TASK INPUTS:
⟨

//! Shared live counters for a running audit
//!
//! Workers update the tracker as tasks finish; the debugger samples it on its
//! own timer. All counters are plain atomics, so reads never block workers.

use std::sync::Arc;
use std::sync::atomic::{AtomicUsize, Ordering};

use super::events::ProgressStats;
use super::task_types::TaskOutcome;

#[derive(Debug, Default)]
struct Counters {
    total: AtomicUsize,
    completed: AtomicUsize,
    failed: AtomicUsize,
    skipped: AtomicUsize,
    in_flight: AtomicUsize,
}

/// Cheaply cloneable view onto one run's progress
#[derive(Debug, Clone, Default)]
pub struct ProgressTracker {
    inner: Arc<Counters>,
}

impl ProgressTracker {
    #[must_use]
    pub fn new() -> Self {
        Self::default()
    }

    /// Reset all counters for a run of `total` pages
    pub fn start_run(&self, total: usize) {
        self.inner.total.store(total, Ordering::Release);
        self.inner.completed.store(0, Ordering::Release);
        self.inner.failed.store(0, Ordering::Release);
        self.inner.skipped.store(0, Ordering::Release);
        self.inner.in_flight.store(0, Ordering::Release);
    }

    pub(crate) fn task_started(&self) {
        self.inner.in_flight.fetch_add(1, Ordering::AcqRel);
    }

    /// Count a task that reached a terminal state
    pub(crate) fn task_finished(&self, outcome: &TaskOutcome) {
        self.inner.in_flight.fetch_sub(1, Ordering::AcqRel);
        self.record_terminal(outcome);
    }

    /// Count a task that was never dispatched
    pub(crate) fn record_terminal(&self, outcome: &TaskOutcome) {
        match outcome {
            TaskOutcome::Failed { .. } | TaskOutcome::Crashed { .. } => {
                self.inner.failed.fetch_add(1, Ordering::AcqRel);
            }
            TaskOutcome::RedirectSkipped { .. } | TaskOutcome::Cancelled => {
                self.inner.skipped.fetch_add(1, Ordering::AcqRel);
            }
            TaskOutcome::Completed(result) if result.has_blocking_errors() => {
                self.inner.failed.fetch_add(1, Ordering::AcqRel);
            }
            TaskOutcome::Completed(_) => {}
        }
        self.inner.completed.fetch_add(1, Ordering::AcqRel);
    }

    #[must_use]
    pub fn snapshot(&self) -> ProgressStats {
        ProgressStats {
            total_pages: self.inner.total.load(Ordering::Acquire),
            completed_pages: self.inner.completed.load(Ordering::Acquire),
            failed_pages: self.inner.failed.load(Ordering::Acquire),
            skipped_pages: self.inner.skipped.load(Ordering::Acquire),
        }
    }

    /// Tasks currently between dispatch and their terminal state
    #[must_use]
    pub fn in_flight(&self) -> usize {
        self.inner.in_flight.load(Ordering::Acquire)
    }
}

⟩
⟨

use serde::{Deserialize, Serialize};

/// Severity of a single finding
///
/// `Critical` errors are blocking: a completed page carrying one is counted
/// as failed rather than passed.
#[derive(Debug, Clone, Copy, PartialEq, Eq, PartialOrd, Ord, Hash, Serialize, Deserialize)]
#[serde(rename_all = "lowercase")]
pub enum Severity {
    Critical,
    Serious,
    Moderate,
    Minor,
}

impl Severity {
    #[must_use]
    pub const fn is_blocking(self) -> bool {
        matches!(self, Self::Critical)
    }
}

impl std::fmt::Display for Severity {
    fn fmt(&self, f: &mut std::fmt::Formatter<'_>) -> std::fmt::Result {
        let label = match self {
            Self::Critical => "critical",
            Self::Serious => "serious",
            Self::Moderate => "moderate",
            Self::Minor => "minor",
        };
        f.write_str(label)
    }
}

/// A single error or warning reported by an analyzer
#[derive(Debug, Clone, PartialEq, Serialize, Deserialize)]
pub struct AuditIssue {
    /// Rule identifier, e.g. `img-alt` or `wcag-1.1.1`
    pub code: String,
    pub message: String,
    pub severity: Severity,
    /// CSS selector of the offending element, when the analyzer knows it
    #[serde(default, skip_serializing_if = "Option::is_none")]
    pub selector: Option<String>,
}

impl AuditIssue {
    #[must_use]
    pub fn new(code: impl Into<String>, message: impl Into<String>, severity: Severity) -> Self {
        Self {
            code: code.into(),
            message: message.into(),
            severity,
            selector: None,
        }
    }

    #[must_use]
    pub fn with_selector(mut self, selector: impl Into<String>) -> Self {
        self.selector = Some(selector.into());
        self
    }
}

⟩
⟨

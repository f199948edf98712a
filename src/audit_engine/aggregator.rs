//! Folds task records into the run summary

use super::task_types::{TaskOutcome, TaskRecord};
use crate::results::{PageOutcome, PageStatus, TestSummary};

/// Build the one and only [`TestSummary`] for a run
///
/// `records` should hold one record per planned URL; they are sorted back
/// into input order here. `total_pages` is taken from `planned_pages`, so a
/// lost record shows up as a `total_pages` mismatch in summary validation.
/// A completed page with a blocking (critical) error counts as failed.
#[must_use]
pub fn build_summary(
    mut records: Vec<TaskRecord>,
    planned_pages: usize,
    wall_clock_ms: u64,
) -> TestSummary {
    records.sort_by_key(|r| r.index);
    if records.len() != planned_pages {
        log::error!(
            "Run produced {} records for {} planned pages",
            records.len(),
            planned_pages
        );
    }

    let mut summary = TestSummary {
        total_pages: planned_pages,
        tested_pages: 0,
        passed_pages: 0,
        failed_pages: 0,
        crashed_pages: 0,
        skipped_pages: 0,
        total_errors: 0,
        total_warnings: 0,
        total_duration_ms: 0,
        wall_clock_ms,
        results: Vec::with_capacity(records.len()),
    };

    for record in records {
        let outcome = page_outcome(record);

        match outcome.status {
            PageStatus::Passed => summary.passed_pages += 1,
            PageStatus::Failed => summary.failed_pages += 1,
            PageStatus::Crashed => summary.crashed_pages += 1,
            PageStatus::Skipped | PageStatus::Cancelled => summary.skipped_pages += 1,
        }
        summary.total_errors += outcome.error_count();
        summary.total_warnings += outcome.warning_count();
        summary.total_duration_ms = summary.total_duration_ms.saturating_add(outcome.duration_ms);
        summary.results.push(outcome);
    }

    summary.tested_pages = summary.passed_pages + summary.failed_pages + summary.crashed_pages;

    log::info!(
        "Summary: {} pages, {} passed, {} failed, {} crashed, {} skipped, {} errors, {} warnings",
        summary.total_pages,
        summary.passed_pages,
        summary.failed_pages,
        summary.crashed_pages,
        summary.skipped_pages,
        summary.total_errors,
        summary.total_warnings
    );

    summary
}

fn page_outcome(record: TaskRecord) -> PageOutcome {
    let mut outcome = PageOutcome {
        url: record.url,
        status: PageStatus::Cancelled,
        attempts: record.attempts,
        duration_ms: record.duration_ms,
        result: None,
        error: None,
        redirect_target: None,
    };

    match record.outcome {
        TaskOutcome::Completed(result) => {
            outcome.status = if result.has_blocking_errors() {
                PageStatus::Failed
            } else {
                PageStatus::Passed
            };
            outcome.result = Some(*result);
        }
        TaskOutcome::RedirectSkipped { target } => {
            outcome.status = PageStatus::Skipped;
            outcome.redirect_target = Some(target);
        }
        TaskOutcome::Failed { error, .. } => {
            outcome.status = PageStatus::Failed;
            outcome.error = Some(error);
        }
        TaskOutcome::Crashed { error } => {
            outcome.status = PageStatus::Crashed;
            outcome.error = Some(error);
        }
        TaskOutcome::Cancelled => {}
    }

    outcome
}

⟩

ASSIGNMENT: Please copy each line of the material that has the string "PartialEq" somewhere in it.

REPLY TO THE EXERCISE:
#[derive(Debug, Clone, Copy, PartialEq, Eq, PartialOrd, Ord, Hash, Serialize, Deserialize)]
#[derive(Debug, Clone, PartialEq, Serialize, Deserialize)]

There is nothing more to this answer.